**Aim of the exercise:**
Nothing before the line containing "fields.push((label, value));" belongs in the answer; quote that line and all lines after it through the end of the material, word for word.
····················
#![cfg_attr(feature = "fail-on-warnings", deny(warnings))]
#![warn(clippy::all, clippy::pedantic, clippy::nursery, clippy::cargo)]
#![allow(clippy::multiple_crate_versions, clippy::cargo_common_metadata)]

//! Shared CLI utilities for the issue crawler.
//!
//! Provides [`init_logger`], which sets up `indicatif-log-bridge` so that
//! `log::info!` and friends are suspended while the progress spinner
//! redraws, and [`spinner`] for the single long-running step (fetching the
//! page).

use std::time::Duration;

use indicatif::{ProgressBar, ProgressStyle};

pub use indicatif::MultiProgress;

/// Creates a spinner on `multi` showing `message`.
///
/// Call [`ProgressBar::finish_and_clear`] (or one of the other `finish`
/// methods) when the step completes.
#[must_use]
pub fn spinner(multi: &MultiProgress, message: &str) -> ProgressBar {
    let bar = multi.add(ProgressBar::new_spinner());
    bar.enable_steady_tick(Duration::from_millis(100));
    bar.set_style(
        ProgressStyle::with_template("{spinner:.cyan} {msg} [{elapsed}]")
            .unwrap_or_else(|_| ProgressStyle::default_spinner()),
    );
    bar.set_message(message.to_string());
    bar
}

/// Initializes the global logger wrapped in `indicatif-log-bridge` so that
/// `log::info!` and friends are suspended while progress bars redraw.
///
/// Returns the [`MultiProgress`] that all progress bars must be added to.
#[must_use]
pub fn init_logger() -> MultiProgress {
    let multi = MultiProgress::new();

    let logger = pretty_env_logger::formatted_builder()
        .parse_env("RUST_LOG")
        .build();
    let level = logger.filter();

    indicatif_log_bridge::LogWrapper::new(multi.clone(), logger)
        .try_init()
        .ok(); // Ignore error if logger was already set (e.g., in tests)

    log::set_max_level(level);

    multi
}
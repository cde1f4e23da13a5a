//! Details list parser (`ul#issuedetails`).
//!
//! Each `li.item` holds a bold `strong.name` label and a `span.value` or
//! `div.value` element. Values are whitespace-normalized because they often
//! wrap links and icons across several lines.

use scraper::Html;

use crate::select::{collapsed_text, first, selector, trimmed_text};
use crate::{Fields, ParseError, Section};

selector!(ISSUE_DETAILS, "ul#issuedetails");
selector!(ITEM, "li.item");
selector!(NAME, "strong.name");
selector!(SPAN_VALUE, "span.value");
selector!(DIV_VALUE, "div.value");

/// Extracts label → value pairs from the details list.
///
/// Items without a label are ignored. An item with a label but no value
/// element maps to an empty string.
///
/// # Errors
///
/// Never fails today; the signature matches the other section parsers.
pub fn parse_details(document: &Html) -> Result<Section<Fields>, ParseError> {
    let Some(list) = document.select(&ISSUE_DETAILS).next() else {
        return Ok(Section::Missing);
    };

    let mut fields = Fields::new();

    for item in list.select(&ITEM) {
        let Some(name) = first(item, &NAME) else {
            log::trace!("Skipping details item without a label");
            continue;
        };
        let label = trimmed_text(name);
        let value = first(item, &SPAN_VALUE)
            .or_else(|| first(item, &DIV_VALUE))
            .map(collapsed_text)
            .unwrap_or_default();
        fields.push((label, value));
    }

    Ok(Section::Found(fields))
}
····················
**Expected output:**
        fields.push((label, value));
    }

    Ok(Section::Found(fields))
}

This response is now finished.